Им все сходило с рук из-за их утонченной воспитанности и внешней изысканности. Они казались такими рафинированными, что было трудно поверить доходившим до вас невероятным слухам, пока нечто подобное не совершалось у вас на глазах. Но в своих проделках они не переступали границ приличия: не будучи ханжами, оба испытывали презрение к вульгарности и непристойности любого рода.
После нескольких недель медового месяца в «Балтмор» администрация попросила их съехать из отеля, поскольку нескончаемая круговерть, вызванная их присутствием, нарушала добрый порядок и ночной покой других постояльцев. Они перебрались в «Коммодор», но затем решили провести лето за городом, где Зельда могла бы купаться, а он, не отвлекаясь, работать. В своем стареньком «мармоне» они пустились в путь по направлению к озеру Чемплейн, но в первый же день кто-то встретившийся им в дороге сказал, что вода в озере холодная. Поэтому они повернули на восток и вскоре добрались до Вестпорта в штате Коннектикут, где сняли обшитый серенькой дранкой домик, из окна которого открывался вид на залив Лонг-Айленд Саунд. Это был один из первых домишек, сооруженных здесь еще в эпоху Войны за независимость. Неподалеку возвышался памятник минитмену,[80]

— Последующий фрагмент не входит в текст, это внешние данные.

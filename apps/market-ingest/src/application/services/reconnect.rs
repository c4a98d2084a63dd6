//! Reconnection Policy
//!
//! Backoff with jitter between live stream reconnect attempts. The default
//! is a fixed delay retried forever; a multiplier above 1.0 turns it into an
//! exponential backoff.

use std::time::Duration;

use rand::Rng;

/// Reconnection behavior.
#[derive(Debug, Clone)]
pub struct ReconnectConfig {
    /// Delay before the first reconnection attempt.
    pub initial_delay: Duration,
    /// Maximum delay between attempts.
    pub max_delay: Duration,
    /// Backoff multiplier (1.0 keeps the delay fixed).
    pub multiplier: f64,
    /// Jitter factor as a fraction (0.1 = ±10%).
    pub jitter_factor: f64,
    /// Maximum attempts (0 = unlimited).
    pub max_attempts: u32,
}

impl Default for ReconnectConfig {
    fn default() -> Self {
        Self {
            initial_delay: Duration::from_secs(10),
            max_delay: Duration::from_secs(10),
            multiplier: 1.0,
            jitter_factor: 0.1,
            max_attempts: 0,
        }
    }
}

impl ReconnectConfig {
    /// Fixed delay without jitter, retried forever.
    #[must_use]
    pub const fn fixed(delay: Duration) -> Self {
        Self {
            initial_delay: delay,
            max_delay: delay,
            multiplier: 1.0,
            jitter_factor: 0.0,
            max_attempts: 0,
        }
    }
}

/// Stateful backoff sequence.
#[derive(Debug)]
pub struct ReconnectPolicy {
    config: ReconnectConfig,
    current_delay: Duration,
    attempt_count: u32,
}

impl ReconnectPolicy {
    /// Create a new policy.
    #[must_use]
    pub const fn new(config: ReconnectConfig) -> Self {
        let initial_delay = config.initial_delay;
        Self {
            config,
            current_delay: initial_delay,
            attempt_count: 0,
        }
    }

    /// Next delay with backoff and jitter applied.
    ///
    /// Returns `None` once max attempts are exhausted.
    #[must_use]
    pub fn next_delay(&mut self) -> Option<Duration> {
        if self.config.max_attempts > 0 && self.attempt_count >= self.config.max_attempts {
            return None;
        }
        self.attempt_count += 1;

        let delay = self.apply_jitter(self.current_delay);

        #[allow(clippy::cast_precision_loss)]
        let scaled = (self.current_delay.as_millis() as f64 * self.config.multiplier).round();
        let next_millis = if scaled.is_finite() && scaled > 0.0 {
            #[allow(clippy::cast_possible_truncation, clippy::cast_sign_loss)]
            {
                scaled as u128
            }
        } else {
            0
        };
        let capped = next_millis.min(self.config.max_delay.as_millis());
        self.current_delay = Duration::from_millis(u64::try_from(capped).unwrap_or(u64::MAX));

        Some(delay)
    }

    /// Reset after a successful connection.
    pub const fn reset(&mut self) {
        self.current_delay = self.config.initial_delay;
        self.attempt_count = 0;
    }

    /// Attempts since the last reset.
    #[must_use]
    pub const fn attempt_count(&self) -> u32 {
        self.attempt_count
    }

    fn apply_jitter(&self, duration: Duration) -> Duration {
        if self.config.jitter_factor <= 0.0 {
            return duration;
        }

        #[allow(clippy::cast_precision_loss)]
        let base_millis = duration.as_millis() as f64;
        let jitter_range = base_millis * self.config.jitter_factor;
        let jitter: f64 = rand::rng().random_range(-jitter_range..=jitter_range);
        let adjusted_millis = (base_millis + jitter).max(1.0);

        #[allow(clippy::cast_possible_truncation, clippy::cast_sign_loss)]
        let adjusted = adjusted_millis as u64;
        Duration::from_millis(adjusted)
    }
}

#[cfg(test)]
mod tests {
    use super::*;

    #[test]
    fn default_is_fixed_ten_seconds_forever() {
        let mut policy = ReconnectPolicy::new(ReconnectConfig::default());
        for _ in 0..50 {
            let delay = policy.next_delay().unwrap();
            assert!(delay >= Duration::from_millis(9_000));
            assert!(delay <= Duration::from_millis(11_000));
        }
        assert_eq!(policy.attempt_count(), 50);
    }

    #[test]
    fn fixed_has_no_jitter() {
        let mut policy = ReconnectPolicy::new(ReconnectConfig::fixed(Duration::from_millis(5)));
        assert_eq!(policy.next_delay(), Some(Duration::from_millis(5)));
        assert_eq!(policy.next_delay(), Some(Duration::from_millis(5)));
    }

    #[test]
    fn exponential_backoff_is_capped() {
        let mut policy = ReconnectPolicy::new(ReconnectConfig {
            initial_delay: Duration::from_millis(100),
            max_delay: Duration::from_millis(300),
            multiplier: 2.0,
            jitter_factor: 0.0,
            max_attempts: 0,
        });
        assert_eq!(policy.next_delay(), Some(Duration::from_millis(100)));
        assert_eq!(policy.next_delay(), Some(Duration::from_millis(200)));
        assert_eq!(policy.next_delay(), Some(Duration::from_millis(300)));
        assert_eq!(policy.next_delay(), Some(Duration::from_millis(300)));
    }

    #[test]
    fn max_attempts_and_reset() {
        let mut policy = ReconnectPolicy::new(ReconnectConfig {
            max_attempts: 2,
            ..ReconnectConfig::fixed(Duration::from_millis(1))
        });
        assert!(policy.next_delay().is_some());
        assert!(policy.next_delay().is_some());
        assert!(policy.next_delay().is_none());

        policy.reset();
        assert_eq!(policy.attempt_count(), 0);
        assert!(policy.next_delay().is_some());
    }
}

каменным взором устремленному в безмятежные поля.Фицджеральды присоединились к толпе, проводившей все дни на пляже. Но безмятежность отдыха вскоре стала тяготить их, и они иногда совершали вылазки в Нью-Йорк в поисках развлечений. На квартирах многочисленных приятелей-холостяков они пропускали не по одной рюмке и вслед за этим устремлялись по заведенному маршруту — после обеда в театр, оттуда в кафе «Миднайт фролик» или, по настоянию Зельды, в подвальчики Гринвич-вилледжа. По воскресеньям они устраивали шумные пирушки в Вестпорте, где друзья Скотта по Принстону окунались в новое для них окружение — богему художников, писателей, актеров и режиссеров.